## TASK GOAL
Give the number of lines below that hold the string "super", and nothing more.

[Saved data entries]
-=-=-=-=-

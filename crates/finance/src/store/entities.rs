/// 사용자 엔티티 모듈
pub mod user {
    use sea_orm::entity::prelude::*;
    use serde::{Deserialize, Serialize};

    #[derive(Debug, Clone, PartialEq, DeriveEntityModel, Serialize, Deserialize)]
    #[sea_orm(table_name = "users")]
    pub struct Model {
        #[sea_orm(primary_key, auto_increment = true)]
        pub id: i64,

        /// 로그인 이름 (유일, 생성 후 변경 불가)
        #[sea_orm(column_type = "Text", unique)]
        pub username: String,

        /// Argon2 PHC 문자열
        #[sea_orm(column_type = "Text")]
        pub hash: String,

        /// 보유 현금 (Decimal 문자열)
        #[sea_orm(column_type = "Text")]
        pub cash: String,
    }

    #[derive(Copy, Clone, Debug, EnumIter, DeriveRelation)]
    pub enum Relation {
        #[sea_orm(has_many = "super::share::Entity")]
        Share,
        #[sea_orm(has_many = "super::history::Entity")]
        History,
    }

    impl Related<super::share::Entity> for Entity {
        fn to() -> RelationDef {
            Relation::Share.def()
        }
    }

    impl Related<super::history::Entity> for Entity {
        fn to() -> RelationDef {
            Relation::History.def()
        }
    }

    impl ActiveModelBehavior for ActiveModel {}
}

/// 보유 종목 엔티티 모듈 (사용자+심볼 당 1행)
pub mod share {
    use sea_orm::entity::prelude::*;
    use serde::{Deserialize, Serialize};

    #[derive(Debug, Clone, PartialEq, DeriveEntityModel, Serialize, Deserialize)]
    #[sea_orm(table_name = "shares")]
    pub struct Model {
        #[sea_orm(primary_key, auto_increment = true)]
        pub id: i64,

        pub user_id: i64,

        #[sea_orm(column_type = "Text")]
        pub symbol: String,

        /// 보유 수량
        pub share_count: i64,

        /// 누적 취득 원가 (Decimal 문자열)
        #[sea_orm(column_type = "Text")]
        pub total_cost: String,

        /// 최초 매수 UTC 시간 (ISO 8601 형식)
        #[sea_orm(column_type = "Text")]
        pub created_at: String,
    }

    #[derive(Copy, Clone, Debug, EnumIter, DeriveRelation)]
    pub enum Relation {
        #[sea_orm(
            belongs_to = "super::user::Entity",
            from = "Column::UserId",
            to = "super::user::Column::Id"
        )]
        User,
    }

    impl Related<super::user::Entity> for Entity {
        fn to() -> RelationDef {
            Relation::User.def()
        }
    }

    impl ActiveModelBehavior for ActiveModel {}
}

/// 거래 내역 엔티티 모듈 (추가 전용)
pub mod history {
    use sea_orm::entity::prelude::*;
    use serde::{Deserialize, Serialize};

    #[derive(Debug, Clone, PartialEq, DeriveEntityModel, Serialize, Deserialize)]
    #[sea_orm(table_name = "history")]
    pub struct Model {
        #[sea_orm(primary_key, auto_increment = true)]
        pub id: i64,

        pub user_id: i64,

        #[sea_orm(column_type = "Text")]
        pub symbol: String,

        pub share_count: i64,

        /// 체결 가격 (Decimal 문자열)
        #[sea_orm(column_type = "Text")]
        pub price: String,

        /// 거래 방향 (BUY, SELL)
        #[sea_orm(column_type = "Text")]
        pub status: String,

        /// 체결 UTC 시간 (ISO 8601 형식)
        #[sea_orm(column_type = "Text")]
        pub timestamp: String,
    }

    #[derive(Copy, Clone, Debug, EnumIter, DeriveRelation)]
    pub enum Relation {
        #[sea_orm(
            belongs_to = "super::user::Entity",
            from = "Column::UserId",
            to = "super::user::Column::Id"
        )]
        User,
    }

    impl Related<super::user::Entity> for Entity {
        fn to() -> RelationDef {
            Relation::User.def()
        }
    }

    impl ActiveModelBehavior for ActiveModel {}
}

-=-=-=-=-

## ANSWER BOX
10